Dartmouth College was ranked eighth in Foreign Policy Magazine's list of the top ten undergraduate international relations programs in the country, joining the ranks of Harvard University, Princeton University and Yale University, the magazine announced this month. Foreign Policy cited the work of the government department, especially that of professors Dirk Vandewalle and Jennifer Lind, whose research focuses on current international affairs. The College is the only school on the magazine's list lacking a graduate program associated with international relations. The rankings are based on research conducted by the Teaching, Research and International Policy program at the College of William and Mary and a survey of international relations faculties from every four-year institution in America, according to Dartmouth Now.

Dartmouth psychology professor Ming Meng, a leading innovator in the field of brain functioning, has combined functional magnetic resonance imaging, computer vision and psychophysics to assign specific functions to different sides of the brain, according to EurekAlert, a science news website. His research focuses on distinguishing between the facial recognition capabilities of the right and left brain. Using images of faces and "non-face" objects, Meng collected fMRI data about his subjects' brain activity, the website reported. The implications of Meng's research have created a new frame of reference for studying conditions like autism, which is marked by trouble with facial recognition and. Knowing how the brain processes faces may enable doctors to identify some of the organizational discrepancies present in an autistic individual's brain, according to the website.

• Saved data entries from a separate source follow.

//! Document store and inverted index.
//!
//! One structure owns both the per-document bookkeeping (lengths, metadata)
//! and the term → posting-list map, because every mutation touches both and
//! the corpus aggregates must never drift apart.
//!
//! # INVARIANTS (DO NOT VIOLATE)
//!
//! 1. **STATS_EXACT**: `average_document_length` is derived from
//!    `total_token_count / total_documents` at read time, so it cannot drift.
//! 2. **DOC_FREQ_CORRECT**: each term's `document_frequency` equals the
//!    number of distinct documents in its posting list.
//! 3. **TF_MATCHES_POSITIONS**: `term_frequency == positions.len()` for every
//!    posting.
//! 4. **NO_DUPLICATE_POSTINGS**: at most one posting per (term, document).
//! 5. **ALL_OR_NOTHING**: a failed insertion leaves the index untouched. The
//!    duplicate check runs before any mutation, and nothing after it can fail.

use crate::error::IndexError;
use crate::types::{CorpusStats, DocumentMeta, Posting, PostingList};
use std::collections::HashMap;

/// The combined document/corpus store and inverted index.
///
/// This type is not synchronized; `SearchEngine` wraps it in a mutex and is
/// the only concurrent entry point.
#[derive(Debug, Default)]
pub struct Index {
    /// term -> posting list with document frequency.
    postings: HashMap<String, PostingList>,
    /// document id -> token count.
    document_lengths: HashMap<String, u32>,
    /// document id -> opaque caller metadata, if any was supplied.
    metadata: HashMap<String, DocumentMeta>,
    /// Sum of all indexed documents' token counts.
    total_token_count: u64,
}

impl Index {
    pub fn new() -> Self {
        Self::default()
    }

    /// Number of indexed documents.
    pub fn len(&self) -> usize {
        self.document_lengths.len()
    }

    pub fn is_empty(&self) -> bool {
        self.document_lengths.is_empty()
    }

    /// Insert a document's term sequence under a fresh id.
    ///
    /// Rejects an already-indexed id with `DuplicateDocumentId` before
    /// mutating anything, so corpus statistics stay exactly as they were.
    pub fn add_document(
        &mut self,
        document_id: &str,
        terms: &[String],
        meta: Option<DocumentMeta>,
    ) -> Result<(), IndexError> {
        if self.document_lengths.contains_key(document_id) {
            return Err(IndexError::DuplicateDocumentId {
                document_id: document_id.to_string(),
            });
        }

        // Group positions per distinct term first; everything past this point
        // is infallible, which is what makes the insertion all-or-nothing.
        let mut term_positions: HashMap<&str, Vec<u32>> = HashMap::new();
        for (position, term) in terms.iter().enumerate() {
            term_positions
                .entry(term.as_str())
                .or_default()
                .push(position as u32);
        }

        for (term, positions) in term_positions {
            let entry = self.postings.entry(term.to_string()).or_default();
            entry.postings.push(Posting {
                document_id: document_id.to_string(),
                term_frequency: positions.len() as u32,
                positions,
            });
            // Once per document, regardless of repeat occurrences.
            entry.document_frequency += 1;
        }

        self.document_lengths
            .insert(document_id.to_string(), terms.len() as u32);
        if let Some(meta) = meta {
            self.metadata.insert(document_id.to_string(), meta);
        }
        self.total_token_count += terms.len() as u64;

        Ok(())
    }

    /// Remove a document and every trace of it from the posting lists.
    ///
    /// Walks the whole term map, which is O(vocabulary); removal is expected
    /// to be rare next to insertion and search. Returns the removed token
    /// count.
    pub fn remove_document(&mut self, document_id: &str) -> Result<u32, IndexError> {
        let length = self.document_lengths.remove(document_id).ok_or_else(|| {
            IndexError::DocumentNotFound {
                document_id: document_id.to_string(),
            }
        })?;

        self.postings.retain(|_, list| {
            if let Some(pos) = list
                .postings
                .iter()
                .position(|p| p.document_id == document_id)
            {
                list.postings.swap_remove(pos);
                list.document_frequency -= 1;
            }
            // Terms no longer backed by any document leave the map entirely.
            !list.postings.is_empty()
        });

        self.metadata.remove(document_id);
        self.total_token_count -= u64::from(length);
        Ok(length)
    }

    /// Token count of an indexed document.
    pub fn document_length(&self, document_id: &str) -> Option<u32> {
        self.document_lengths.get(document_id).copied()
    }

    /// Caller-supplied metadata for an indexed document, if any.
    pub fn metadata(&self, document_id: &str) -> Option<&DocumentMeta> {
        self.metadata.get(document_id)
    }

    /// Postings for a term. Unknown terms yield an empty slice, not an error.
    pub fn postings(&self, term: &str) -> &[Posting] {
        self.postings
            .get(term)
            .map_or(&[], |list| list.postings.as_slice())
    }

    /// Document frequency of a term (0 if never indexed).
    pub fn document_frequency(&self, term: &str) -> u32 {
        self.postings
            .get(term)
            .map_or(0, |list| list.document_frequency)
    }

    /// Snapshot of the corpus aggregates.
    pub fn stats(&self) -> CorpusStats {
        let total_documents = self.document_lengths.len() as u64;
        let average_document_length = if total_documents == 0 {
            0.0
        } else {
            self.total_token_count as f64 / total_documents as f64
        };
        CorpusStats {
            total_documents,
            total_token_count: self.total_token_count,
            average_document_length,
        }
    }

    /// Drop every document, posting, and aggregate.
    pub fn clear(&mut self) {
        self.postings.clear();
        self.document_lengths.clear();
        self.metadata.clear();
        self.total_token_count = 0;
    }

    /// Verify the structural invariants hold (test builds only).
    #[cfg(any(debug_assertions, test))]
    #[allow(dead_code)]
    pub fn check_well_formed(&self) -> bool {
        // STATS_EXACT
        let summed: u64 = self.document_lengths.values().map(|l| u64::from(*l)).sum();
        if summed != self.total_token_count {
            return false;
        }

        for list in self.postings.values() {
            if list.postings.is_empty() {
                return false;
            }

            // DOC_FREQ_CORRECT and NO_DUPLICATE_POSTINGS
            let mut ids: Vec<&str> = list
                .postings
                .iter()
                .map(|p| p.document_id.as_str())
                .collect();
            ids.sort_unstable();
            let before = ids.len();
            ids.dedup();
            if ids.len() != before || list.document_frequency as usize != ids.len() {
                return false;
            }

            for posting in &list.postings {
                // TF_MATCHES_POSITIONS
                if posting.term_frequency as usize != posting.positions.len() {
                    return false;
                }
                if !posting.positions.windows(2).all(|w| w[0] < w[1]) {
                    return false;
                }
                // Every posting points at a stored document.
                if !self.document_lengths.contains_key(&posting.document_id) {
                    return false;
                }
            }
        }

        true
    }
}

The Dartmouth Institute for Health Policy and Clinical Practice announced that the Republican plan for across-the-board cuts to Medicare may cost the country more money than reforming the program, according to a study headed by economics professor Jonathan Skinner and published in the Journal of the American Medical Association. Cuts to the program will cause new Medicare patients to be turned away, slow the systems already in place and decrease the presence of collaborative consortiums that try to improve health care for Americans, according to the study, co-authored by Dartmouth Medical School professor and Dartmouth-Hitchcock Medical Center Chief Executive Officer James Weinstein and DMS professor Elliott Fisher. In order to decrease Medicare spending, money could be withheld and rebated to health care regions experiencing decreasing growth in medical costs, compelling hospitals to improve care and emphasize cost-efficiency, according to the study. A system in place for withholding 6 percent of Medicare costs could create $400 billion in revenue over the course of a decade, according to the report.